Cuanta más comida industrial consumía una persona, más grasa detectaban las imágenes dentro del músculo, sin importar el total de calorías ingeridas. Dos personas que comen la misma cantidad pueden tener músculos muy distintos según la calidad de lo que eligen. La investigadora destacó que usar resonancias estándar hace que el método sea “accesible y práctico para uso clínico rutinario y para estudios futuros”.

La artrosis de rodilla es una enfermedad cada vez más frecuente en todo el mundo. La especialista advirtió que representa “uno de los mayores costos sanitarios no relacionados con el cáncer en Estados Unidos y en el mundo”, y que está estrechamente vinculada con la obesidad y los hábitos de vida poco saludables.

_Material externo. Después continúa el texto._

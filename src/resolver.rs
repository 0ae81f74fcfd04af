use std::collections::HashMap;

use futures::StreamExt;
use serde::Serialize;

use crate::error::RetryError;
use crate::model::Track;
use crate::ports::TargetCatalog;
use crate::query::{self, SearchQuery};
use crate::retry::RetryExecutor;
use crate::similarity::{self, HIGH_CONFIDENCE, MATCH_THRESHOLD};

/// Outcome of resolving one source track.
#[derive(Debug, Clone, PartialEq, Serialize)]
pub struct MatchResult {
    pub resolved_track: Option<Track>,
    /// In [0, 1]; 0 when nothing was resolved.
    pub confidence: f64,
    /// One entry per strategy tried, in order. Never empty for a failed resolution.
    pub attempted_queries: Vec<String>,
}

impl MatchResult {
    fn not_found(attempted_queries: Vec<String>) -> Self {
        Self {
            resolved_track: None,
            confidence: 0.0,
            attempted_queries,
        }
    }

    pub fn is_match(&self) -> bool {
        self.resolved_track.is_some()
    }
}

/// Resolves source tracks to target-catalog tracks, one search strategy at a time.
pub struct TrackResolver<'a, C: TargetCatalog + ?Sized> {
    catalog: &'a C,
    retry: &'a RetryExecutor,
}

impl<'a, C: TargetCatalog + ?Sized> TrackResolver<'a, C> {
    pub fn new(catalog: &'a C, retry: &'a RetryExecutor) -> Self {
        Self { catalog, retry }
    }

    async fn search(&self, query: &SearchQuery) -> Result<Vec<Track>, RetryError> {
        let operation = format!("search {}", query.description);
        self.retry
            .run(&operation, || {
                self.catalog.search_tracks(&query.artist, &query.title)
            })
            .await
    }

    /// Resolve one track.
    ///
    /// Search failures other than authentication are recorded in the attempt log
    /// and the next strategy is tried. An authentication failure is returned as
    /// the only error, since no later search could succeed.
    pub async fn resolve(&self, source: &Track) -> Result<MatchResult, RetryError> {
        let mut attempted_queries = Vec::new();
        let mut best: Option<(Track, f64)> = None;
        // Strategies that differ only in album issue the same search call
        let mut searched: HashMap<(String, String), Vec<Track>> = HashMap::new();

        'strategies: for query in query::generate(source) {
            let key = (query.artist.clone(), query.title.clone());
            let candidates = match searched.get(&key).cloned() {
                Some(candidates) => candidates,
                None => match self.search(&query).await {
                    Ok(candidates) => {
                        searched.insert(key, candidates.clone());
                        candidates
                    }
                    Err(e) if e.is_auth() => return Err(e),
                    Err(e) => {
                        log::warn!(
                            "Search failed for '{}', trying next strategy: {}",
                            source.display_name(),
                            e
                        );
                        attempted_queries.push(format!("{} (failed: {})", query.description, e));
                        continue;
                    }
                },
            };
            attempted_queries.push(query.description.clone());

            for candidate in candidates {
                let score = similarity::score(source, &candidate);
                log::debug!(
                    "Candidate '{}' scored {:.3} for '{}'",
                    candidate.display_name(),
                    score,
                    source.display_name()
                );
                if best.as_ref().is_none_or(|(_, best_score)| score > *best_score) {
                    best = Some((candidate, score));
                }
                if score >= HIGH_CONFIDENCE {
                    break 'strategies;
                }
            }
        }

        match best {
            Some((track, confidence)) if confidence >= MATCH_THRESHOLD => {
                log::debug!(
                    "Resolved '{}' to '{}' ({}) with confidence {:.3}",
                    source.display_name(),
                    track.display_name(),
                    track.id,
                    confidence
                );
                Ok(MatchResult {
                    resolved_track: Some(track),
                    confidence: confidence.clamp(0.0, 1.0),
                    attempted_queries,
                })
            }
            _ => {
                log::info!(
                    "No match for '{}' after {} strateg(ies): {}",
                    source.display_name(),
                    attempted_queries.len(),
                    attempted_queries.join("; ")
                );
                Ok(MatchResult::not_found(attempted_queries))
            }
        }
    }

    /// Resolve a group of tracks with at most `concurrency` resolutions in flight.
    ///
    /// Results are returned in input order.
    pub async fn resolve_group(
        &self,
        tracks: &[Track],
        concurrency: usize,
    ) -> Vec<Result<MatchResult, RetryError>> {
        futures::stream::iter(tracks)
            .map(|track| self.resolve(track))
            .buffered(concurrency.max(1))
            .collect()
            .await
    }
}

/// Resolve a single track against a target catalog.
pub async fn resolve<C: TargetCatalog + ?Sized>(
    source: &Track,
    catalog: &C,
    retry: &RetryExecutor,
) -> Result<MatchResult, RetryError> {
    TrackResolver::new(catalog, retry).resolve(source).await
}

El músculo del muslo es clave para sostener y proteger la rodilla, por lo que su deterioro afecta directamente esa articulación.

La calidad de lo que se come importa tanto como la cantidad

Persona sentada en una camilla clínica tocando su rodilla junto a una bandeja con pizza congelada, refresco y aperitivos.
En una investigación publicada en Radiology, las personas con dietas más basadas en productos industrializados presentaron más tejido graso dentro del músculo del muslo (Imagen Ilustrativa Infobae)

El estudio aporta datos a un debate creciente en medicina: el peso y las calorías no son los únicos factores que determinan la salud del músculo y las articulaciones. “Los hallazgos de esta investigación enfatizan que la calidad de la dieta merece mayor atención, y que los programas para bajar de peso deberían considerar qué se come, no solo cuánto”, señaló Akkaya en declaraciones recogidas por la RSNA.

El tratamiento habitual de la artrosis de rodilla apunta a mantener un peso saludable mediante dieta equilibrada y ejercicio regular. Los nuevos datos sugieren que reducir el consumo de comida industrial podría ser un paso adicional para preservar la calidad muscular y, con ello, aliviar parte del daño asociado a esa enfermedad.

La autora subrayó que, si bien varios equipos científicos ya demostraron efectos negativos de los ultraprocesados sobre la salud en general, los datos sobre su relación con el músculo en el contexto de la artrosis de rodilla eran hasta ahora escasos. “Este es el primer estudio que evalúa el impacto de estos alimentos en la composición del músculo del muslo mediante resonancia magnética”, concluyó.